Imperceptible tactile noise applied to the skin of the feet enhances posture-correcting cutaneous reflexes. This sensory augmentation technique, stochastic resonance (SR), has not been tested in the less-sensitive hairy skin of the leg for its reflex-enhancement ability. The objectives of this study were to determine whether calf skin stimulation produces cutaneous reflexes and if noise can modify the reflex. In 20 participants, electrotactile pulse trains were applied at the calf while participants performed submaximal isometric knee extension. To test SR, five different levels of vibrotactile noise were applied simultaneous to the test input. Muscle activity from the vastus lateralis (VL) was analyzed 60-110 ms after stimulation.
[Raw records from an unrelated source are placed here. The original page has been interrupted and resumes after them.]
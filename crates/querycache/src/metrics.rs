//! Provides access to the metrics sytem.
use std::collections::BTreeMap;
use std::io;
use std::net::ToSocketAddrs;
use std::ops::Deref;
use std::sync::OnceLock;

use cadence::{Metric, MetricBuilder, StatsdClient, UdpMetricSink};

static METRICS_CLIENT: OnceLock<MetricsClient> = OnceLock::new();

/// The metrics prelude that is necessary to use the client.
pub mod prelude {
    pub use cadence::prelude::*;
}

#[derive(Debug)]
pub struct MetricsClient {
    /// The raw statsd client.
    pub statsd_client: StatsdClient,

    /// A collection of tags and values that will be sent with every metric.
    tags: BTreeMap<String, String>,
}

impl MetricsClient {
    #[inline(always)]
    pub fn send_metric<'a, T>(&'a self, mut metric: MetricBuilder<'a, '_, T>)
    where
        T: Metric + From<String>,
    {
        for (tag, value) in self.tags.iter() {
            metric = metric.with_tag(tag, value);
        }
        metric.send()
    }
}

impl Deref for MetricsClient {
    type Target = StatsdClient;

    fn deref(&self) -> &Self::Target {
        &self.statsd_client
    }
}

/// Tell the metrics system to report to statsd.
///
/// Only the first successful call installs a client, later calls are ignored.
pub fn configure_statsd<A: ToSocketAddrs>(
    prefix: &str,
    host: A,
    tags: BTreeMap<String, String>,
) -> io::Result<()> {
    let addrs: Vec<_> = host.to_socket_addrs()?.collect();
    if let Some(addr) = addrs.first() {
        tracing::info!("Reporting metrics to statsd at {}", addr);
    }
    let socket = std::net::UdpSocket::bind("0.0.0.0:0")?;
    socket.set_nonblocking(true)?;
    let sink = UdpMetricSink::from(&addrs[..], socket)
        .map_err(|e| io::Error::new(io::ErrorKind::Other, e))?;
    let statsd_client = StatsdClient::from_sink(prefix, sink);

    if METRICS_CLIENT
        .set(MetricsClient {
            statsd_client,
            tags,
        })
        .is_err()
    {
        tracing::warn!("statsd metrics were already configured");
    }
    Ok(())
}

/// Invoke a callback with the current statsd client.
///
/// If statsd is not configured the callback is not invoked. For the most part
/// the [`metric!`](crate::metric) macro should be used instead.
#[inline(always)]
pub fn with_client<F, R>(f: F) -> R
where
    F: FnOnce(&MetricsClient) -> R,
    R: Default,
{
    match METRICS_CLIENT.get() {
        Some(client) => f(client),
        None => Default::default(),
    }
}

/// Emits a metric.
#[macro_export]
macro_rules! metric {
    // counters
    (counter($id:expr) += $value:expr $(, $k:expr => $v:expr)* $(,)?) => {{
        use $crate::metrics::prelude::*;
        $crate::metrics::with_client(|client| {
            client.send_metric(
                client.count_with_tags($id, $value)
                    $(.with_tag($k, $v))*
            );
        })
    }};

    // gauges
    (gauge($id:expr) = $value:expr $(, $k:expr => $v:expr)* $(,)?) => {{
        use $crate::metrics::prelude::*;
        $crate::metrics::with_client(|client| {
            client.send_metric(
                client.gauge_with_tags($id, $value)
                    $(.with_tag($k, $v))*
            );
        })
    }};

    // timers
    (timer($id:expr) = $value:expr $(, $k:expr => $v:expr)* $(,)?) => {{
        use $crate::metrics::prelude::*;
        $crate::metrics::with_client(|client| {
            client.send_metric(
                client.time_with_tags($id, $value)
                    $(.with_tag($k, $v))*
            );
        })
    }};
}
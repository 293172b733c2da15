// See <https://matklad.github.io/2021/02/27/delete-cargo-integration-tests.html>

pub mod durable;
pub mod http_errors;
pub mod queries;
pub mod utils;

pub use utils::*;
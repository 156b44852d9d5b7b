use std::collections::{HashMap, HashSet};

use crate::error::{Error, Result};

/// 1行分のデータ（列名 → 生の文字列値）
pub type Row = HashMap<String, String>;

/// 行指向の表形式データセット
///
/// 取り込み時の順序で行を保持し、列名は最初に現れた順序で管理します。
/// 行は宣言された列の値を持たない場合があり（欠落）、その場合は空文字列と同様に扱われます。
#[derive(Debug, Clone, Default, PartialEq)]
pub struct Dataset {
    /// 列名（順序を保持）
    columns: Vec<String>,
    /// 行データ
    rows: Vec<Row>,
}

impl Dataset {
    /// 空のデータセットを作成
    pub fn new() -> Self {
        Dataset {
            columns: Vec::new(),
            rows: Vec::new(),
        }
    }

    /// 列名を指定してデータセットを作成
    ///
    /// 列名が重複している場合はエラーになります。
    pub fn with_columns<I, S>(columns: I) -> Result<Self>
    where
        I: IntoIterator<Item = S>,
        S: Into<String>,
    {
        let mut seen = HashSet::new();
        let mut names = Vec::new();
        for column in columns {
            let name = column.into();
            if !seen.insert(name.clone()) {
                return Err(Error::DuplicateColumnName(name));
            }
            names.push(name);
        }

        Ok(Dataset {
            columns: names,
            rows: Vec::new(),
        })
    }

    /// 列名と位置指定のレコード群からデータセットを作成
    ///
    /// ```
    /// use edars::Dataset;
    ///
    /// let ds = Dataset::from_records(
    ///     ["age", "city"],
    ///     vec![vec!["25", "A"], vec!["30", "B"]],
    /// ).unwrap();
    /// assert_eq!(ds.row_count(), 2);
    /// assert_eq!(ds.value(1, "city"), Some("B"));
    /// ```
    pub fn from_records<C, S, R, V, T>(columns: C, records: R) -> Result<Self>
    where
        C: IntoIterator<Item = S>,
        S: Into<String>,
        R: IntoIterator<Item = V>,
        V: IntoIterator<Item = T>,
        T: Into<String>,
    {
        let mut ds = Dataset::with_columns(columns)?;
        for record in records {
            ds.push_record(record)?;
        }
        Ok(ds)
    }

    /// 列名をキーとした行を追加
    ///
    /// 宣言されていない列名を含む場合はエラーになります。
    /// 宣言済みの列が行に含まれていない場合、その値は欠落として扱われます。
    pub fn add_row(&mut self, row: Row) -> Result<()> {
        if let Some(unknown) = row.keys().find(|k| !self.contains_column(k)) {
            return Err(Error::ColumnNotFound(unknown.clone()));
        }
        self.rows.push(row);
        Ok(())
    }

    /// 列の宣言順に並んだ値で行を追加
    ///
    /// 値が列数より少ない場合、残りの列は欠落になります。
    pub fn push_record<V, T>(&mut self, values: V) -> Result<()>
    where
        V: IntoIterator<Item = T>,
        T: Into<String>,
    {
        let values: Vec<String> = values.into_iter().map(Into::into).collect();
        if values.len() > self.columns.len() {
            return Err(Error::DimensionMismatch(format!(
                "レコードの値の数 ({}) が列数 ({}) を超えています",
                values.len(),
                self.columns.len()
            )));
        }

        let row: Row = self.columns.iter().cloned().zip(values).collect();
        self.rows.push(row);
        Ok(())
    }

    /// 列名の一覧を取得
    pub fn column_names(&self) -> &[String] {
        &self.columns
    }

    /// 列数を取得
    pub fn column_count(&self) -> usize {
        self.columns.len()
    }

    /// 行数を取得
    pub fn row_count(&self) -> usize {
        self.rows.len()
    }

    /// 行が1つもないかどうか
    pub fn is_empty(&self) -> bool {
        self.rows.is_empty()
    }

    /// 列が存在するかどうか
    pub fn contains_column(&self, name: &str) -> bool {
        self.columns.iter().any(|c| c == name)
    }

    /// すべての行を取得
    pub fn rows(&self) -> &[Row] {
        &self.rows
    }

    /// 指定位置の値を取得（欠落している場合はNone）
    pub fn value(&self, row: usize, column: &str) -> Option<&str> {
        self.rows
            .get(row)
            .and_then(|r| r.get(column))
            .map(String::as_str)
    }

    /// 列の値を行順に取得
    pub fn column_values(&self, column: &str) -> Result<Vec<Option<&str>>> {
        if !self.contains_column(column) {
            return Err(Error::ColumnNotFound(column.to_string()));
        }

        Ok(self
            .rows
            .iter()
            .map(|r| r.get(column).map(String::as_str))
            .collect())
    }

    /// 先頭のn行だけを持つデータセットを作成（プレビュー用）
    pub fn head(&self, n: usize) -> Dataset {
        Dataset {
            columns: self.columns.clone(),
            rows: self.rows.iter().take(n).cloned().collect(),
        }
    }
}
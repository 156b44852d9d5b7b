use std::fmt::Write;

use super::{Analysis, AnalysisReport, Outcome};

/// 見出しの下に罫線を引いた左寄せの表
fn table(headers: &[String], rows: &[Vec<String>]) -> String {
    let mut widths: Vec<usize> = headers.iter().map(|h| h.chars().count()).collect();
    for row in rows {
        for (i, cell) in row.iter().enumerate() {
            if i < widths.len() {
                widths[i] = widths[i].max(cell.chars().count());
            }
        }
    }

    let line = |cells: &[String]| -> String {
        cells
            .iter()
            .zip(&widths)
            .map(|(c, &w)| format!("{:<w$}", c, w = w))
            .collect::<Vec<_>>()
            .join("  ")
            .trim_end()
            .to_string()
    };

    let mut out = String::new();
    out.push_str(&line(headers));
    out.push('\n');
    let rule: Vec<String> = widths.iter().map(|&w| "-".repeat(w)).collect();
    out.push_str(&line(&rule));
    out.push('\n');
    for row in rows {
        out.push_str(&line(row));
        out.push('\n');
    }
    out
}

fn headers(names: &[&str]) -> Vec<String> {
    names.iter().map(|s| s.to_string()).collect()
}

/// セクションの本文、または本文がない理由を出力
fn section<T>(out: &mut String, analysis: Analysis, outcome: &Outcome<T>, body: impl Fn(&T) -> String) {
    let status = match outcome {
        Outcome::Skipped => return,
        Outcome::Computed(value) => body(value),
        Outcome::NoData { reason } => format!("no data: {}\n", reason),
        Outcome::Failed { reason } => format!("failed: {}\n", reason),
    };
    let _ = writeln!(out, "\n{}", analysis.title());
    out.push_str(&status);
}

pub(super) fn render_report(report: &AnalysisReport) -> String {
    let mut out = String::new();
    let o = &report.overview;
    let _ = writeln!(out, "Rows: {}", o.row_count);
    let _ = writeln!(out, "Numeric Columns: {}", o.numeric_column_count);
    let _ = writeln!(out, "Total Columns: {}", o.column_count);

    if !report.preview.rows.is_empty() {
        let _ = writeln!(out, "\nPreview (first {} rows)", report.preview.rows.len());
        let rows: Vec<Vec<String>> = report
            .preview
            .rows
            .iter()
            .map(|r| r.iter().map(|v| v.clone().unwrap_or_default()).collect())
            .collect();
        out.push_str(&table(&report.preview.columns, &rows));
    }

    section(&mut out, Analysis::Stats, &report.descriptive, |stats| {
        let rows: Vec<Vec<String>> = stats
            .iter()
            .map(|(c, s)| {
                vec![
                    c.to_string(),
                    s.min.to_string(),
                    s.max.to_string(),
                    format!("{:.2}", s.mean),
                    format!("{:.2}", s.median),
                    format!("{:.2}", s.std),
                ]
            })
            .collect();
        table(
            &headers(&["Column", "Min", "Max", "Mean", "Median", "Std"]),
            &rows,
        )
    });

    section(&mut out, Analysis::Correlation, &report.correlation, |matrix| {
        let mut head = vec![String::new()];
        head.extend(matrix.columns().iter().cloned());
        let rows: Vec<Vec<String>> = matrix
            .columns()
            .iter()
            .map(|r| {
                let mut row = vec![r.clone()];
                for c in matrix.columns() {
                    match (matrix.get(r, c), matrix.strength(r, c)) {
                        (Some(v), Some(s)) => row.push(format!("{:.2} ({})", v, s)),
                        _ => row.push(String::new()),
                    }
                }
                row
            })
            .collect();
        table(&head, &rows)
    });

    section(&mut out, Analysis::Outliers, &report.outliers, |counts| {
        let rows: Vec<Vec<String>> = counts
            .iter()
            .map(|(c, n)| vec![c.to_string(), n.to_string()])
            .collect();
        table(&headers(&["Column", "Outliers"]), &rows)
    });

    section(&mut out, Analysis::Missing, &report.missing, |counts| {
        let rows: Vec<Vec<String>> = counts
            .iter()
            .map(|(c, n)| vec![c.to_string(), n.to_string()])
            .collect();
        table(&headers(&["Column", "Missing Count"]), &rows)
    });

    out
}
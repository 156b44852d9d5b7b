// 相関分析モジュール

use std::fmt;

use serde::ser::{Serialize, SerializeMap, Serializer};

use crate::error::{Error, Result};
use crate::stats::descriptive::scale_factor;
use crate::stats::{round_to, DISPLAY_DECIMALS};

/// 相関の強さ
#[derive(Debug, Clone, Copy, PartialEq, Eq, serde::Serialize)]
pub enum Strength {
    Strong,
    Moderate,
    Weak,
}

impl Strength {
    /// 丸めた相関係数から相関の強さを判定
    ///
    /// ```
    /// use edars::stats::Strength;
    ///
    /// assert_eq!(Strength::from_coefficient(-0.71), Strength::Strong);
    /// assert_eq!(Strength::from_coefficient(0.7), Strength::Moderate);
    /// assert_eq!(Strength::from_coefficient(0.4), Strength::Weak);
    /// ```
    pub fn from_coefficient(value: f64) -> Self {
        let abs = value.abs();
        if abs > 0.7 {
            Strength::Strong
        } else if abs > 0.4 {
            Strength::Moderate
        } else {
            Strength::Weak
        }
    }

    pub fn as_str(&self) -> &'static str {
        match self {
            Strength::Strong => "Strong",
            Strength::Moderate => "Moderate",
            Strength::Weak => "Weak",
        }
    }
}

impl fmt::Display for Strength {
    fn fmt(&self, f: &mut fmt::Formatter<'_>) -> fmt::Result {
        f.write_str(self.as_str())
    }
}

/// 数値列同士の相関行列
///
/// 係数は完全な精度で保持し、[`CorrelationMatrix::get`] は小数点以下2桁に丸めた値を返します。
#[derive(Debug, Clone, PartialEq)]
pub struct CorrelationMatrix {
    columns: Vec<String>,
    coefficients: Vec<Vec<f64>>,
}

impl CorrelationMatrix {
    /// 行列の列名（行と列で共通）
    pub fn columns(&self) -> &[String] {
        &self.columns
    }

    pub fn is_empty(&self) -> bool {
        self.columns.is_empty()
    }

    fn position(&self, column: &str) -> Option<usize> {
        self.columns.iter().position(|c| c == column)
    }

    /// 丸めていない相関係数
    pub fn raw(&self, a: &str, b: &str) -> Option<f64> {
        let i = self.position(a)?;
        let j = self.position(b)?;
        Some(self.coefficients[i][j])
    }

    /// 小数点以下2桁に丸めた相関係数
    pub fn get(&self, a: &str, b: &str) -> Option<f64> {
        self.raw(a, b).map(|r| round_to(r, DISPLAY_DECIMALS))
    }

    /// 丸めた相関係数に対する相関の強さ
    pub fn strength(&self, a: &str, b: &str) -> Option<Strength> {
        self.get(a, b).map(Strength::from_coefficient)
    }
}

struct Cell {
    r: f64,
    strength: Strength,
}

impl Serialize for Cell {
    fn serialize<S: Serializer>(&self, serializer: S) -> std::result::Result<S::Ok, S::Error> {
        let mut map = serializer.serialize_map(Some(2))?;
        map.serialize_entry("r", &self.r)?;
        map.serialize_entry("strength", &self.strength)?;
        map.end()
    }
}

struct MatrixRow<'a> {
    matrix: &'a CorrelationMatrix,
    row: usize,
}

impl Serialize for MatrixRow<'_> {
    fn serialize<S: Serializer>(&self, serializer: S) -> std::result::Result<S::Ok, S::Error> {
        let columns = &self.matrix.columns;
        let mut map = serializer.serialize_map(Some(columns.len()))?;
        for (j, column) in columns.iter().enumerate() {
            let r = round_to(self.matrix.coefficients[self.row][j], DISPLAY_DECIMALS);
            let cell = Cell {
                r,
                strength: Strength::from_coefficient(r),
            };
            map.serialize_entry(column, &cell)?;
        }
        map.end()
    }
}

impl Serialize for CorrelationMatrix {
    fn serialize<S: Serializer>(&self, serializer: S) -> std::result::Result<S::Ok, S::Error> {
        let mut map = serializer.serialize_map(Some(self.columns.len()))?;
        for (i, column) in self.columns.iter().enumerate() {
            map.serialize_entry(column, &MatrixRow { matrix: self, row: i })?;
        }
        map.end()
    }
}

/// ピアソン相関係数を計算する内部実装
///
/// どちらかの分散がゼロの場合は 0 を返します（対角成分も特別扱いしません）。
pub(crate) fn pearson_impl(x: &[f64], y: &[f64]) -> Result<f64> {
    if x.len() != y.len() {
        return Err(Error::DimensionMismatch(format!(
            "相関係数計算のデータ長が一致しません: x={}, y={}",
            x.len(),
            y.len()
        )));
    }

    if x.is_empty() {
        return Err(Error::EmptyData("相関係数計算にはデータが必要です".into()));
    }

    // 定数列の平均には丸め誤差が残るため、値の一致で分散ゼロを判定する
    if is_constant(x) || is_constant(y) {
        return Ok(0.0);
    }

    // 相関係数は尺度に依存しないので、桁あふれしない大きさに縮小してから計算する
    let scale_x = scale_factor(x);
    let scale_y = scale_factor(y);
    let x: Vec<f64> = x.iter().map(|&v| v / scale_x).collect();
    let y: Vec<f64> = y.iter().map(|&v| v / scale_y).collect();

    let n = x.len() as f64;
    let mean_x = x.iter().sum::<f64>() / n;
    let mean_y = y.iter().sum::<f64>() / n;

    // 分子: Σ(xi - x̄)(yi - ȳ)
    let numerator = x
        .iter()
        .zip(y.iter())
        .map(|(&xi, &yi)| (xi - mean_x) * (yi - mean_y))
        .sum::<f64>();

    // 分母: √[Σ(xi - x̄)² * Σ(yi - ȳ)²]
    let sum_squared_diff_x = x.iter().map(|&xi| (xi - mean_x).powi(2)).sum::<f64>();
    let sum_squared_diff_y = y.iter().map(|&yi| (yi - mean_y).powi(2)).sum::<f64>();

    let denominator = (sum_squared_diff_x * sum_squared_diff_y).sqrt();

    if denominator == 0.0 {
        return Ok(0.0);
    }

    Ok((numerator / denominator).clamp(-1.0, 1.0))
}

fn is_constant(data: &[f64]) -> bool {
    data.windows(2).all(|w| w[0] == w[1])
}

/// 相関行列を計算する内部実装
///
/// すべての順序付きの組を評価します。
pub(crate) fn matrix_impl(columns: &[(String, Vec<f64>)]) -> Result<CorrelationMatrix> {
    let coefficients = columns
        .iter()
        .map(|(_, x)| {
            columns
                .iter()
                .map(|(_, y)| pearson_impl(x, y))
                .collect::<Result<Vec<f64>>>()
        })
        .collect::<Result<Vec<_>>>()?;

    Ok(CorrelationMatrix {
        columns: columns.iter().map(|(c, _)| c.clone()).collect(),
        coefficients,
    })
}

/// 計算済みの係数から相関行列を組み立てる
pub(crate) fn matrix_from_parts(
    columns: Vec<String>,
    coefficients: Vec<Vec<f64>>,
) -> CorrelationMatrix {
    CorrelationMatrix {
        columns,
        coefficients,
    }
}

#[cfg(test)]
mod tests {
    use super::*;

    #[test]
    fn test_correlation() {
        let x = vec![1.0, 2.0, 3.0, 4.0, 5.0];
        let y = vec![1.0, 2.0, 3.0, 4.0, 5.0];
        let corr = pearson_impl(&x, &y).unwrap();
        assert!((corr - 1.0).abs() < 1e-10);

        let y_neg = vec![5.0, 4.0, 3.0, 2.0, 1.0];
        let corr_neg = pearson_impl(&x, &y_neg).unwrap();
        assert!((corr_neg + 1.0).abs() < 1e-10);

        // 分散ゼロはエラーではなく 0
        let y_const = vec![3.0, 3.0, 3.0, 3.0, 3.0];
        assert_eq!(pearson_impl(&x, &y_const).unwrap(), 0.0);
    }

    #[test]
    fn test_correlation_constant_with_rounding_residue() {
        // 平均に丸め誤差が出ても定数列として扱われる
        let x = vec![0.1, 0.1, 0.1];
        assert_eq!(pearson_impl(&x, &x).unwrap(), 0.0);
    }

    #[test]
    fn test_correlation_errors() {
        assert!(matches!(
            pearson_impl(&[1.0, 2.0], &[1.0]),
            Err(Error::DimensionMismatch(_))
        ));
        assert!(matches!(pearson_impl(&[], &[]), Err(Error::EmptyData(_))));
    }

    #[test]
    fn test_correlation_large_values() {
        let x = vec![1e200, 2e200, 3e200];
        let y: Vec<f64> = x.iter().map(|v| v * 2.0).collect();
        let corr = pearson_impl(&x, &y).unwrap();
        assert!((corr - 1.0).abs() < 1e-10);

        let z = vec![1.7e308, -1.7e308, 1.0e308];
        let corr = pearson_impl(&z, &[1.0, 2.0, 3.0]).unwrap();
        assert!(corr.is_finite());
        assert!((-1.0..=1.0).contains(&corr));
    }

    #[test]
    fn test_single_value_is_zero_variance() {
        assert_eq!(pearson_impl(&[4.0], &[9.0]).unwrap(), 0.0);
    }

    #[test]
    fn test_strength_thresholds() {
        assert_eq!(Strength::from_coefficient(1.0), Strength::Strong);
        assert_eq!(Strength::from_coefficient(0.71), Strength::Strong);
        assert_eq!(Strength::from_coefficient(0.70), Strength::Moderate);
        assert_eq!(Strength::from_coefficient(-0.41), Strength::Moderate);
        assert_eq!(Strength::from_coefficient(0.40), Strength::Weak);
        assert_eq!(Strength::from_coefficient(0.0), Strength::Weak);
        assert_eq!(Strength::Moderate.to_string(), "Moderate");
    }

    #[test]
    fn test_matrix_symmetric_and_diagonal() {
        let columns = vec![
            ("a".to_string(), vec![1.0, 2.0, 3.0, 4.0]),
            ("b".to_string(), vec![2.0, 1.0, 4.0, 3.0]),
            ("c".to_string(), vec![5.0, 5.0, 5.0, 5.0]),
        ];
        let matrix = matrix_impl(&columns).unwrap();

        assert_eq!(matrix.get("a", "a"), Some(1.0));
        assert_eq!(matrix.get("b", "b"), Some(1.0));
        assert_eq!(matrix.get("c", "c"), Some(0.0));
        assert_eq!(matrix.get("a", "b"), matrix.get("b", "a"));
        assert_eq!(matrix.get("a", "b"), Some(0.6));
        assert_eq!(matrix.strength("a", "b"), Some(Strength::Moderate));
        assert_eq!(matrix.get("a", "z"), None);
    }
}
Reflex ratios were calculated by dividing the reflex peak activity by the pre-stimulation background muscle activity. A significant reflex response was evoked in 16/20 participants (5.41 2.6% of background muscle activity); these responses varied between individuals with 8 being facilitatory and 8 being inhibitory. In half of the participants, a new reflex appeared at some level of added noise (N=10). The average reflex ratio of the study population was significantly higher at the "optimal" noise level (8.61 ± 4.5) compared to "baseline" (4.70 ± 5.6) (p = 0.002); the optimal level varied across participants. These results suggest that cutaneous reflexes exist at the VL in response to calf skin stimulation and that SR can change cutaneous reflexes at the leg. This study provides an important first step towards SR application in clinical populations with sensory loss such as individuals with lower extremity amputation.